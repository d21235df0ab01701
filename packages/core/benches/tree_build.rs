//! Performance benchmarks for hierarchy reconciliation
//!
//! Run with: `cargo bench -p guacamole-import-core`
//!
//! These benchmarks measure:
//! - Snapshot tree building for parent-first, child-first and shuffled listings
//! - Path resolution of 1000 rows against an in-memory creation port

use async_trait::async_trait;
use criterion::{black_box, criterion_group, criterion_main, BenchmarkId, Criterion};
use guacamole_import_core::remote::{GroupCreationPort, RemoteError};
use guacamole_import_core::services::{PathResolver, TreeBuilder};
use guacamole_import_core::{GroupTree, SnapshotRecord, ROOT_ID};
use std::sync::atomic::{AtomicUsize, Ordering};
use tokio::runtime::Runtime;

/// Snapshot of `sites` sites, each with `racks` racks, listed parent-first
fn generate_snapshot(sites: usize, racks: usize) -> Vec<SnapshotRecord> {
    let mut records = Vec::with_capacity(sites * (racks + 1));
    for s in 0..sites {
        let site_id = format!("s{s}");
        records.push(SnapshotRecord::new(
            site_id.clone(),
            format!("DC{s}"),
            Some(ROOT_ID),
            "ORGANIZATIONAL",
        ));
        for r in 0..racks {
            records.push(SnapshotRecord::new(
                format!("s{s}r{r}"),
                format!("Rack{r}"),
                Some(site_id.as_str()),
                "ORGANIZATIONAL",
            ));
        }
    }
    records
}

/// Deterministic Fisher-Yates shuffle driven by a linear congruential generator
fn shuffle<T>(items: &mut [T], mut seed: u64) {
    for i in (1..items.len()).rev() {
        seed = seed.wrapping_mul(6364136223846793005).wrapping_add(1442695040888963407);
        let j = (seed >> 33) as usize % (i + 1);
        items.swap(i, j);
    }
}

/// Creation port that hands out sequential ids without any I/O
#[derive(Default)]
struct CountingPort {
    next: AtomicUsize,
}

#[async_trait]
impl GroupCreationPort for CountingPort {
    async fn create_group(&self, _name: &str, _parent_id: &str) -> Result<String, RemoteError> {
        Ok(format!("n{}", self.next.fetch_add(1, Ordering::Relaxed)))
    }
}

/// Benchmark snapshot tree building
///
/// The builder sorts by identifier before the first pass, so the three
/// listing orders should perform alike.
fn bench_tree_build(c: &mut Criterion) {
    let mut group = c.benchmark_group("tree_build");

    let parent_first = generate_snapshot(50, 40);
    let mut child_first = parent_first.clone();
    child_first.reverse();
    let mut shuffled = parent_first.clone();
    shuffle(&mut shuffled, 42);

    for (label, records) in [
        ("parent_first", &parent_first),
        ("child_first", &child_first),
        ("shuffled", &shuffled),
    ] {
        group.bench_with_input(BenchmarkId::new(label, records.len()), records, |b, records| {
            let builder = TreeBuilder::default();
            b.iter(|| black_box(builder.build(records.clone(), Vec::new())));
        });
    }

    group.finish();
}

/// Benchmark resolving 1000 site paths whose sites and racks partly exist
fn bench_path_resolution(c: &mut Criterion) {
    let rt = Runtime::new().unwrap();
    let snapshot = TreeBuilder::default().build(generate_snapshot(10, 10), Vec::new());
    let sites: Vec<String> = (0..1000)
        .map(|i| format!("DC{}/Rack{}/Shelf{}", i % 20, i % 10, i % 5))
        .collect();

    let mut group = c.benchmark_group("path_resolution");
    group.sample_size(20);

    group.bench_function("1000_rows", |b| {
        b.iter_custom(|iters| {
            rt.block_on(async {
                let mut total = std::time::Duration::ZERO;
                for _ in 0..iters {
                    let port = CountingPort::default();
                    let mut tree: GroupTree = snapshot.tree.clone();

                    let start = std::time::Instant::now();
                    let resolver = PathResolver::new(&port);
                    for site in &sites {
                        black_box(resolver.resolve(&mut tree, site).await.unwrap());
                    }
                    total += start.elapsed();
                }
                total
            })
        });
    });

    group.finish();
}

criterion_group!(benches, bench_tree_build, bench_path_resolution);
criterion_main!(benches);
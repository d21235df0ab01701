//! Flat Record Types
//!
//! Records exchanged with the outside world before they become part of a
//! [`GroupTree`](super::GroupTree):
//!
//! - [`SnapshotRecord`] - one existing group or connection as listed by the remote
//! - [`ImportRow`] - one desired connection produced by the CSV reader
//! - [`LeafSpec`] - the creation payload handed to a `LeafCreationPort`

use serde::{Deserialize, Serialize};
use std::collections::BTreeMap;

/// Opaque string attributes carried through to the remote unchanged
pub type Attributes = BTreeMap<String, String>;

/// One entry of the remote snapshot (group or connection)
///
/// `parent_id` is `None` only for records the remote lists without a parent;
/// such records can never attach and end up reported as orphans.
#[derive(Debug, Clone, PartialEq, Eq, Serialize, Deserialize)]
#[serde(rename_all = "camelCase")]
pub struct SnapshotRecord {
    pub id: String,
    pub name: String,
    pub parent_id: Option<String>,
    /// Group type (`ORGANIZATIONAL`, `BALANCING`) or connection protocol
    pub kind: String,
    #[serde(default)]
    pub attributes: Attributes,
}

impl SnapshotRecord {
    pub fn new(
        id: impl Into<String>,
        name: impl Into<String>,
        parent_id: Option<&str>,
        kind: impl Into<String>,
    ) -> Self {
        Self {
            id: id.into(),
            name: name.into(),
            parent_id: parent_id.map(str::to_string),
            kind: kind.into(),
            attributes: Attributes::new(),
        }
    }
}

/// One desired connection, addressed by its slash-separated site path
#[derive(Debug, Clone, PartialEq, Eq, Serialize, Deserialize)]
pub struct ImportRow {
    /// Desired group chain, e.g. `DC1/Rack10`
    pub site: String,
    /// Connection name
    pub name: String,
    /// Connection protocol
    pub kind: String,
    /// Connection parameters (hostname, port, credentials, extras)
    #[serde(default)]
    pub attributes: Attributes,
}

impl ImportRow {
    pub fn new(site: impl Into<String>, name: impl Into<String>, kind: impl Into<String>) -> Self {
        Self {
            site: site.into(),
            name: name.into(),
            kind: kind.into(),
            attributes: Attributes::new(),
        }
    }

    /// Builder-style attribute insertion
    pub fn with_attribute(mut self, key: impl Into<String>, value: impl Into<String>) -> Self {
        self.attributes.insert(key.into(), value.into());
        self
    }

    /// The leaf payload this row asks for
    pub fn leaf_spec(&self) -> LeafSpec {
        LeafSpec {
            name: self.name.clone(),
            kind: self.kind.clone(),
            attributes: self.attributes.clone(),
        }
    }
}

/// Payload for creating a leaf resource
#[derive(Debug, Clone, PartialEq, Eq)]
pub struct LeafSpec {
    pub name: String,
    pub kind: String,
    pub attributes: Attributes,
}

impl LeafSpec {
    pub fn new(name: impl Into<String>, kind: impl Into<String>) -> Self {
        Self {
            name: name.into(),
            kind: kind.into(),
            attributes: Attributes::new(),
        }
    }
}
//! Leaf Reconciliation
//!
//! Ensures a connection exists under a resolved group. Reconciliation is
//! presence-only: an existing connection with the requested name is returned
//! as it is, even when its protocol or attributes differ from the request.

use crate::models::{GroupTree, LeafResource, LeafSpec};
use crate::remote::LeafCreationPort;
use crate::services::error::ImportError;

/// A connection that is known to exist after [`LeafReconciler::ensure_leaf`]
#[derive(Debug, Clone, PartialEq, Eq)]
pub struct EnsuredLeaf {
    pub leaf: LeafResource,
    /// False when the connection was already present
    pub created: bool,
}

/// Creates connections that are missing from a group
pub struct LeafReconciler<'a, P: LeafCreationPort + ?Sized> {
    port: &'a P,
}

impl<'a, P: LeafCreationPort + ?Sized> LeafReconciler<'a, P> {
    pub fn new(port: &'a P) -> Self {
        Self { port }
    }

    pub async fn ensure_leaf(
        &self,
        tree: &mut GroupTree,
        parent_id: &str,
        spec: &LeafSpec,
    ) -> Result<EnsuredLeaf, ImportError> {
        let parent = tree.get(parent_id).ok_or_else(|| {
            ImportError::invalid_state(format!("group {parent_id} is not in the hierarchy"))
        })?;

        if let Some(existing) = parent.leaf(&spec.name) {
            if existing.kind != spec.kind {
                tracing::debug!(
                    "Connection '{}' under {} uses {} instead of {}, leaving it unchanged",
                    spec.name,
                    parent_id,
                    existing.kind,
                    spec.kind
                );
            }
            return Ok(EnsuredLeaf {
                leaf: existing.clone(),
                created: false,
            });
        }

        let id = self
            .port
            .create_leaf(spec, parent_id)
            .await
            .map_err(|e| ImportError::leaf_creation(&spec.name, parent_id, e))?;

        let leaf = tree
            .attach_leaf(LeafResource::from_spec(id, parent_id, spec))?
            .clone();
        Ok(EnsuredLeaf {
            leaf,
            created: true,
        })
    }
}

#[cfg(test)]
mod tests {
    use super::*;
    use crate::models::{SnapshotRecord, ROOT_ID};
    use crate::remote::RemoteError;
    use crate::services::testing::FakeRemote;
    use crate::services::TreeBuilder;

    fn ssh(name: &str) -> LeafSpec {
        let mut spec = LeafSpec::new(name, "ssh");
        spec.attributes.insert("hostname".into(), "10.0.0.1".into());
        spec
    }

    #[tokio::test]
    async fn test_missing_leaf_is_created_and_attached() {
        let remote = FakeRemote::new();
        let mut tree = GroupTree::new();

        let ensured = LeafReconciler::new(&remote)
            .ensure_leaf(&mut tree, ROOT_ID, &ssh("web-01"))
            .await
            .unwrap();

        assert!(ensured.created);
        assert_eq!(ensured.leaf.id, "c1");
        assert_eq!(ensured.leaf.parent_id, ROOT_ID);
        assert_eq!(ensured.leaf.attributes["hostname"], "10.0.0.1");
        assert_eq!(tree.root().leaf("web-01"), Some(&ensured.leaf));
        assert_eq!(
            remote.created_leaves(),
            vec![("web-01".to_string(), ROOT_ID.to_string())]
        );
    }

    #[tokio::test]
    async fn test_second_ensure_returns_same_leaf_without_call() {
        let remote = FakeRemote::new();
        let mut tree = GroupTree::new();
        let reconciler = LeafReconciler::new(&remote);

        let first = reconciler
            .ensure_leaf(&mut tree, ROOT_ID, &ssh("web-01"))
            .await
            .unwrap();
        let second = reconciler
            .ensure_leaf(&mut tree, ROOT_ID, &ssh("web-01"))
            .await
            .unwrap();

        assert_eq!(first.leaf, second.leaf);
        assert!(!second.created);
        assert_eq!(remote.leaf_calls(), 1);
        assert_eq!(tree.leaf_count(), 1);
    }

    #[tokio::test]
    async fn test_existing_leaf_with_other_attributes_is_left_alone() {
        let mut record = SnapshotRecord::new("77", "web-01", Some(ROOT_ID), "rdp");
        record.attributes.insert("hostname".into(), "192.168.1.5".into());
        let mut tree = TreeBuilder::default().build(vec![], vec![record]).tree;
        let remote = FakeRemote::new();

        let ensured = LeafReconciler::new(&remote)
            .ensure_leaf(&mut tree, ROOT_ID, &ssh("web-01"))
            .await
            .unwrap();

        assert!(!ensured.created);
        assert_eq!(ensured.leaf.id, "77");
        assert_eq!(ensured.leaf.kind, "rdp");
        assert_eq!(ensured.leaf.attributes["hostname"], "192.168.1.5");
        assert_eq!(remote.leaf_calls(), 0);
    }

    #[tokio::test]
    async fn test_creation_failure_names_leaf_and_parent() {
        let remote = FakeRemote::new().fail_leaf("web-01");
        let mut tree = GroupTree::new();

        let err = LeafReconciler::new(&remote)
            .ensure_leaf(&mut tree, ROOT_ID, &ssh("web-01"))
            .await
            .unwrap_err();

        match err {
            ImportError::LeafCreation {
                name,
                parent_id,
                source,
            } => {
                assert_eq!(name, "web-01");
                assert_eq!(parent_id, ROOT_ID);
                assert!(matches!(source, RemoteError::Api { status: 400, .. }));
            }
            other => panic!("unexpected error: {other}"),
        }
        assert_eq!(tree.leaf_count(), 0);
    }

    #[tokio::test]
    async fn test_unknown_parent_is_rejected_before_any_call() {
        let remote = FakeRemote::new();
        let mut tree = GroupTree::new();

        let err = LeafReconciler::new(&remote)
            .ensure_leaf(&mut tree, "404", &ssh("web-01"))
            .await
            .unwrap_err();

        assert!(matches!(err, ImportError::InvalidState(_)));
        assert_eq!(remote.leaf_calls(), 0);
    }
}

....................

> _Try it_: Reproduce exactly every line that sits between the start of the entries and the line bearing "let mut records", counting both of those lines.

> _Reply to the exercise_:
repository d21235df0ab01701
filename packages/core/benches/tree_build.rs
//! Performance benchmarks for hierarchy reconciliation
//!
//! Run with: `cargo bench -p guacamole-import-core`
//!
//! These benchmarks measure:
//! - Snapshot tree building for parent-first, child-first and shuffled listings
//! - Path resolution of 1000 rows against an in-memory creation port

use async_trait::async_trait;
use criterion::{black_box, criterion_group, criterion_main, BenchmarkId, Criterion};
use guacamole_import_core::remote::{GroupCreationPort, RemoteError};
use guacamole_import_core::services::{PathResolver, TreeBuilder};
use guacamole_import_core::{GroupTree, SnapshotRecord, ROOT_ID};
use std::sync::atomic::{AtomicUsize, Ordering};
use tokio::runtime::Runtime;

/// Snapshot of `sites` sites, each with `racks` racks, listed parent-first
fn generate_snapshot(sites: usize, racks: usize) -> Vec<SnapshotRecord> {
    let mut records = Vec::with_capacity(sites * (racks + 1));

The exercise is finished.